EXERCISE DESCRIPTION:
Pull out every line below that holds the word "plus".

[Stored items]
^^^^

/*
 * SPDX-License-Identifier: BlueOak-1.0.0
 * Copyright (c) Anillo OS Developers
 */

//! Timers, `kernel-include/ferro/core/timers.h`'s `ftimers_oneshot_blocking`/
//! `ftimers_cancel`/`ftimers_timestamp_read`. `spec.md` leans on timeouts
//! throughout (futex wait, channel receive, monitor poll) without specifying
//! the primitive itself; this is that primitive.
//!
//! The timer list is a sorted array under a single lock, woken by whatever
//! periodic tick or one-shot deadline interrupt the bootstrap stage arms —
//! out of scope here, so [`Timers::tick`] is exposed for that external
//! driver to call.

use alloc::vec::Vec;
use core::time::Duration;

use machine::sync::IrqSafeSpinLock;

use crate::error::Status;

/// Opaque identifier for an armed one-shot timer, needed to [`Timers::cancel`] it.
#[derive(Debug, Clone, Copy, PartialEq, Eq)]
pub struct TimerId(u64);

struct Entry {
    id: TimerId,
    deadline: Duration,
    callback: fn(usize),
    context: usize,
}

struct State {
    entries: Vec<Entry>,
    next_id: u64,
    now: Duration,
}

/// The global timer queue.
pub struct Timers {
    state: IrqSafeSpinLock<State>,
}

impl Timers {
    /// Create an empty timer queue. The monotonic clock starts at zero;
    /// [`Timers::tick`] is expected to be driven forward from there.
    pub const fn new() -> Self {
        Self {
            state: IrqSafeSpinLock::new(State { entries: Vec::new(), next_id: 0, now: Duration::ZERO }),
        }
    }

    /// The current monotonic timestamp, as of the last [`Timers::tick`].
    pub fn timestamp_read(&self) -> Duration {
        self.state.lock().now
    }

    /// Arm a one-shot timer that invokes `callback(context)` no earlier than
    /// `delay` from now. Returns the id needed to [`Timers::cancel`] it
    /// before it fires.
    pub fn oneshot(&self, delay: Duration, callback: fn(usize), context: usize) -> TimerId {
        let mut state = self.state.lock();
        let deadline = state.now + delay;
        let id = TimerId(state.next_id);
        state.next_id += 1;
        let entry = Entry { id, deadline, callback, context };
        let pos = state.entries.partition_point(|e| e.deadline <= deadline);
        state.entries.insert(pos, entry);
        id
    }

    /// Cancel a previously armed timer. Returns [`Status::NoSuchResource`]
    /// if it already fired or was already cancelled — this is a normal,
    /// racy outcome callers must handle, not a bug.
    pub fn cancel(&self, id: TimerId) -> Result<(), Status> {
        let mut state = self.state.lock();
        match state.entries.iter().position(|e| e.id == id) {
            Some(idx) => {
                state.entries.remove(idx);
                Ok(())
            }
            None => Err(Status::NoSuchResource),
        }
    }

    /// Advance the monotonic clock to `now` and fire every timer whose
    /// deadline has passed. Called by the (out-of-scope) tick/deadline
    /// interrupt handler.
    pub fn tick(&self, now: Duration) {
        let mut fired = Vec::new();
        {
            let mut state = self.state.lock();
            state.now = now;
            while let Some(entry) = state.entries.first() {
                if entry.deadline > now {
                    break;
                }
                fired.push(state.entries.remove(0));
            }
        }
        for entry in fired {
            (entry.callback)(entry.context);
        }
    }
}

impl Default for Timers {
    fn default() -> Self {
        Self::new()
    }
}

/// The kernel-wide timer queue, driving `futex_wait`/`channel_receive`/
/// `monitor_poll` timeouts and scheduler suspend-with-timeout (§4.B–§4.F).
pub static MONOTONIC: Timers = Timers::new();

#[cfg(test)]
mod tests {
    use super::*;
    use core::sync::atomic::{AtomicUsize, Ordering};

    static FIRED: AtomicUsize = AtomicUsize::new(0);

    fn bump(_ctx: usize) {
        FIRED.fetch_add(1, Ordering::SeqCst);
    }

    #[test]
    fn fires_in_deadline_order() {
        FIRED.store(0, Ordering::SeqCst);
        let timers = Timers::new();
        timers.oneshot(Duration::from_millis(10), bump, 0);
        timers.oneshot(Duration::from_millis(5), bump, 0);
        timers.tick(Duration::from_millis(6));
        assert_eq!(FIRED.load(Ordering::SeqCst), 1);
        timers.tick(Duration::from_millis(11));
        assert_eq!(FIRED.load(Ordering::SeqCst), 2);
    }

    #[test]
    fn cancel_before_fire_prevents_callback() {
        FIRED.store(0, Ordering::SeqCst);
        let timers = Timers::new();
        let id = timers.oneshot(Duration::from_millis(10), bump, 0);
        timers.cancel(id).unwrap();
        timers.tick(Duration::from_millis(20));
        assert_eq!(FIRED.load(Ordering::SeqCst), 0);
    }

    #[test]
    fn cancel_after_fire_reports_no_such_resource() {
        let timers = Timers::new();
        let id = timers.oneshot(Duration::from_millis(1), bump, 0);
        timers.tick(Duration::from_millis(2));
        assert_eq!(timers.cancel(id), Err(Status::NoSuchResource));
    }
}
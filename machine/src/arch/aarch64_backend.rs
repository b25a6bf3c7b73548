/*
 * SPDX-License-Identifier: BlueOak-1.0.0
 * Copyright (c) Anillo OS Developers
 */

//! aarch64 `Arch` body: DAIF masking via `cortex-a`'s register wrappers and
//! `tlbi`/`dsb`/`isb` for TLB maintenance. GIC/exception-vector programming
//! is out of scope here.

use core::{
    arch::{asm, global_asm},
    sync::atomic::{AtomicUsize, Ordering},
};

use cortex_a::registers::DAIF;
use tock_registers::interfaces::{Readable, Writeable};

use super::{Arch, Context};
use crate::address::VirtAddr;

/// `Context::bytes` holds only the saved stack pointer; the AAPCS64
/// callee-saved registers (x19-x28, fp, lr) live on the thread's own stack,
/// in the layout `ferro_switch_context`/`ferro_thread_trampoline` below
/// agree on — mirroring the x86_64 backend's convention.
impl Context {
    fn sp(&self) -> u64 {
        u64::from_ne_bytes(self.bytes[0..8].try_into().unwrap())
    }

    fn from_sp(sp: u64) -> Self {
        let mut context = Context::zeroed();
        context.bytes[0..8].copy_from_slice(&sp.to_ne_bytes());
        context
    }
}

extern "C" fn trampoline_shim(entry: extern "C" fn(usize) -> !, arg: usize) -> ! {
    entry(arg)
}

extern "C" {
    /// Save x19-x28, fp and lr plus the current `sp` to `*prev_sp`, then load
    /// `sp` from `*next_sp` and restore those registers before returning —
    /// into whichever context `next_sp` belongs to.
    fn ferro_switch_context(prev_sp: *mut u64, next_sp: *const u64);
}

global_asm!(
    ".global ferro_switch_context",
    "ferro_switch_context:",
    "stp x19, x20, [sp, #-96]!",
    "stp x21, x22, [sp, #16]",
    "stp x23, x24, [sp, #32]",
    "stp x25, x26, [sp, #48]",
    "stp x27, x28, [sp, #64]",
    "stp fp, lr, [sp, #80]",
    "mov x2, sp",
    "str x2, [x0]",
    "ldr x2, [x1]",
    "mov sp, x2",
    "ldp x21, x22, [sp, #16]",
    "ldp x23, x24, [sp, #32]",
    "ldp x25, x26, [sp, #48]",
    "ldp x27, x28, [sp, #64]",
    "ldp fp, lr, [sp, #80]",
    "ldp x19, x20, [sp], #96",
    "ret",
    ".global ferro_thread_trampoline",
    "ferro_thread_trampoline:",
    "ldp x0, x1, [sp], #16",
    "bl {trampoline_shim}",
    "brk #0",
    trampoline_shim = sym trampoline_shim,
);

extern "C" {
    fn ferro_thread_trampoline();
}

static ONLINE_CPU_COUNT: AtomicUsize = AtomicUsize::new(1);

/// Called once by the bootstrap stage after it has brought up secondary
/// cores, so [`Arch::cpu_count`] reports the real topology.
pub fn set_cpu_count(count: usize) {
    ONLINE_CPU_COUNT.store(count, Ordering::Release);
}

const DAIF_IRQ_BIT: u64 = 1 << 7;

/// The aarch64 arch body.
pub struct AArch64;

impl Arch for AArch64 {
    fn disable_interrupts() -> bool {
        let prior = DAIF.get();
        unsafe {
            asm!("msr daifset, #2", options(nomem, nostack));
        }
        prior & DAIF_IRQ_BIT == 0
    }

    fn restore_interrupts(was_enabled: bool) {
        if was_enabled {
            unsafe {
                asm!("msr daifclr, #2", options(nomem, nostack));
            }
        }
    }

    fn interrupts_enabled() -> bool {
        DAIF.get() & DAIF_IRQ_BIT == 0
    }

    fn invalidate_tlb_for_address(address: VirtAddr) {
        let page_number = address.as_usize() >> 12;
        unsafe {
            asm!(
                "dsb ishst",
                "tlbi vae1is, {0}",
                "dsb ish",
                "isb",
                in(reg) page_number,
                options(nostack),
            );
        }
    }

    fn invalidate_tlb_for_range(address: VirtAddr, len: usize) {
        let start = address.align_down_page().as_usize();
        let end = (address + len).align_up_page().as_usize();
        let mut page = start;
        while page < end {
            Self::invalidate_tlb_for_address(VirtAddr::new(page));
            page += crate::address::PAGE_SIZE;
        }
    }

    fn invalidate_tlb_for_active_space() {
        unsafe {
            asm!("dsb ishst", "tlbi vmalle1is", "dsb ish", "isb", options(nostack));
        }
    }

    fn cpu_count() -> usize {
        ONLINE_CPU_COUNT.load(Ordering::Acquire)
    }

    fn current_cpu_id() -> usize {
        crate::percpu::current_cpu_id()
    }

    fn broadcast_work(f: fn()) {
        crate::percpu::broadcast_ipi(f);
    }

    fn new_context(entry: extern "C" fn(usize) -> !, arg: usize, stack_top: VirtAddr) -> Context {
        // `ferro_switch_context` restores 10 callee-saved GPRs (x19-x28)
        // plus fp/lr from a 96-byte frame before returning via `lr`; build
        // that frame with `lr` pointing at the trampoline, followed by
        // `[entry, arg]` for the trampoline's own two-register pop.
        unsafe {
            let top = stack_top.as_usize() as *mut u64;
            let frame = top.sub(14); // 96 bytes of saved regs + 16 bytes of (entry, arg)
            for i in 0..10 {
                frame.add(i).write(0);
            }
            frame.add(10).write(0); // fp
            frame.add(11).write(ferro_thread_trampoline as usize as u64); // lr
            frame.add(12).write(entry as usize as u64);
            frame.add(13).write(arg as u64);
            Context::from_sp(frame as u64)
        }
    }

    unsafe fn switch_context(prev: *mut Context, next: *const Context) {
        let mut prev_sp = (*prev).sp();
        ferro_switch_context(&mut prev_sp, &(*next).sp());
        *prev = Context::from_sp(prev_sp);
    }
}
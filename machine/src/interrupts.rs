/*
 * SPDX-License-Identifier: BlueOak-1.0.0
 * Copyright (c) Anillo OS Developers
 */

//! The outstanding interrupt-disable counter.
//!
//! `flock_spin_intsafe_t` and every place the core masks interrupts around a
//! critical section nest: an interrupt handler that itself takes an
//! interrupt-safe lock must not re-enable interrupts when it releases that
//! lock if the code it interrupted already had them disabled. Rather than
//! have every caller track "were interrupts on before I touched this",
//! [`InterruptGuard`] keeps a per-CPU nesting depth and only asks
//! [`Arch`](crate::arch::Arch) to actually flip the hardware bit on the
//! outermost acquire and the outermost release.

use crate::{
    arch::{Arch, Current},
    percpu::PerCpu,
};

#[derive(Clone, Copy)]
struct Nesting {
    depth: usize,
    /// Interrupt state observed at the outermost `disable()`, restored at
    /// the outermost drop.
    was_enabled: bool,
}

static NESTING: PerCpu<Nesting> = PerCpu::new(Nesting { depth: 0, was_enabled: true });

/// RAII token representing one nested "interrupts must stay disabled"
/// request. Interrupts are masked for as long as any `InterruptGuard` on the
/// calling core is alive.
pub struct InterruptGuard {
    _private: (),
}

impl InterruptGuard {
    /// Disable interrupts on the calling core, or, if already disabled by an
    /// outer guard, just record the nesting.
    pub fn disable() -> Self {
        let nesting = NESTING.get();
        if nesting.depth == 0 {
            nesting.was_enabled = Current::disable_interrupts();
        }
        nesting.depth += 1;
        Self { _private: () }
    }

    /// Whether interrupts are currently disabled (on the calling core)
    /// because of an outstanding guard.
    pub fn is_held() -> bool {
        NESTING.get().depth > 0
    }
}

impl Drop for InterruptGuard {
    fn drop(&mut self) {
        let nesting = NESTING.get();
        nesting.depth -= 1;
        if nesting.depth == 0 {
            Current::restore_interrupts(nesting.was_enabled);
        }
    }
}

#[cfg(test)]
mod tests {
    use super::*;

    #[test]
    fn nested_guards_only_restore_on_outermost_drop() {
        assert!(!InterruptGuard::is_held());
        let outer = InterruptGuard::disable();
        assert!(InterruptGuard::is_held());
        {
            let _inner = InterruptGuard::disable();
            assert!(InterruptGuard::is_held());
        }
        assert!(InterruptGuard::is_held(), "inner drop must not release the outer guard");
        drop(outer);
        assert!(!InterruptGuard::is_held());
    }
}
impl Number {
    fn from_u64(value: u64) -> Option<Self> {
        use Number::*;
        Some(match value {
            1 => ThreadSuspend,
            2 => ThreadYield,
            3 => ThreadKill,
            4 => ProcessId,
            5 => PageAllocate,
            6 => PageAllocateShared,
            7 => PageMapShared,
            8 => PageCloseShared,
            9 => FutexWait,
            10 => FutexWake,
            11 => ChannelCreatePair,
            12 => ChannelSend,
            13 => ChannelReceive,
            14 => ChannelClose,
            15 => ServerCreate,
            16 => ServerAccept,
            17 => MonitorCreate,
            18 => MonitorItemCreateChannel,
            19 => MonitorPoll,
            20 => FutexAssociate,
            21 => PageFree,
            22 => PageBindShared,
            _ => return None,
        })
    }

    fn handler(self) -> Handler {
        use Number::*;
        match self {
            ThreadSuspend => thread_suspend,
            ThreadYield => thread_yield,
            ThreadKill => thread_kill,
            ProcessId => process_id,
            PageAllocate => page_allocate,
            PageAllocateShared => page_allocate_shared,
            PageMapShared => page_map_shared,
            PageCloseShared => page_close_shared,
            FutexWait => futex_wait,
            FutexWake => futex_wake,
            ChannelCreatePair => channel_create_pair,
            ChannelSend => channel_send,
            ChannelReceive => channel_receive,
            ChannelClose => channel_close,
            ServerCreate => server_create,
            ServerAccept => server_accept,
            MonitorCreate => monitor_create,
            MonitorItemCreateChannel => monitor_item_create_channel,
            MonitorPoll => monitor_poll,
            FutexAssociate => futex_associate,
            PageFree => page_free,
            PageBindShared => page_bind_shared,
        }
    }
}

/// `fsyscall_table_handler`: look a syscall number up and dispatch to its
/// handler. A number that isn't in [`Number`] is the "lookup error" case
/// `syscalls.h` reserves entry 0 for.
pub fn dispatch(number: u64, process: &Arc<Process>, thread: &Arc<Thread>, args: Args) -> HandlerResult {
    match Number::from_u64(number) {
        Some(number) => number.handler()(process, thread, args),
        None => Err(Status::NoSuchResource),
    }
}

fn thread_suspend(_process: &Arc<Process>, thread: &Arc<Thread>, _args: Args) -> HandlerResult {
    SCHEDULER.suspend(thread, false)?;
    Ok(0)
}

fn thread_yield(_process: &Arc<Process>, thread: &Arc<Thread>, _args: Args) -> HandlerResult {
    // No separate run-queue rotation exists to call into (§4.B's run queue
    // is FIFO already); yielding is equivalent to suspending and
    // immediately becoming runnable again, left to the scheduler loop.
    let _ = thread;
    Ok(0)
}

fn thread_kill(_process: &Arc<Process>, thread: &Arc<Thread>, args: Args) -> HandlerResult {
    let handle = args[0];
    let target = process_thread_lookup(thread, handle)?;
    SCHEDULER.kill(&target);
    Ok(0)
}

// Threads aren't currently handed out through the process handle table (no
// syscall here creates one directly); `thread_kill`/friends resolve the
// special handle `0` to the calling thread itself until `thread_create`'s
// stack/trampoline plumbing (external, §1) exists to mint new ones.
fn process_thread_lookup(thread: &Arc<Thread>, handle: u64) -> Result<Arc<Thread>, Status> {
    if handle == 0 {
        Ok(thread.clone())
    } else {
        Err(Status::NoSuchResource)
    }
}

fn process_id(process: &Arc<Process>, _thread: &Arc<Thread>, _args: Args) -> HandlerResult {
    Ok(process.id())
}

fn page_allocate(process: &Arc<Process>, _thread: &Arc<Thread>, args: Args) -> HandlerResult {
    let count = args[0] as usize;
    let flags = MappingFlags::from_bits_truncate(args[1] as u32);
    let mapping = Mapping::new_anonymous(&*process.frame_allocator, count, flags)?;
    Ok(process.handles.insert(Object::Mapping(mapping)))
}

fn page_allocate_shared(process: &Arc<Process>, _thread: &Arc<Thread>, args: Args) -> HandlerResult {
    let count = args[0] as usize;
    let descriptor = SharedMemory::allocate(&*process.frame_allocator, count)?;
    Ok(process.handles.insert(Object::SharedMemory(descriptor)))
}

fn page_map_shared(process: &Arc<Process>, _thread: &Arc<Thread>, args: Args) -> HandlerResult {
    let shared_handle = args[0];
    let page_offset = args[1] as usize;
    let count = args[2] as usize;
    let flags = MappingFlags::from_bits_truncate(args[3] as u32);
    let descriptor = process.handles.get(shared_handle)?.as_shared_memory()?;
    let mapping = Mapping::new_bound(descriptor, page_offset, count, flags)?;
    Ok(process.handles.insert(Object::Mapping(mapping)))
}

fn page_close_shared(process: &Arc<Process>, _thread: &Arc<Thread>, args: Args) -> HandlerResult {
    let handle = args[0];
    process.handles.remove(handle)?;
    Ok(0)
}

fn page_free(process: &Arc<Process>, _thread: &Arc<Thread>, args: Args) -> HandlerResult {
    let vaddr = VirtAddr::new(args[0] as usize);
    let npages = args[1] as usize;
    process.address_space.free_virtual(vaddr, npages)?;
    Ok(0)
}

^^^^

WRITTEN SOLUTION:
    /// Save x19-x28, fp and lr plus the current `sp` to `*prev_sp`, then load
        // plus fp/lr from a 96-byte frame before returning via `lr`; build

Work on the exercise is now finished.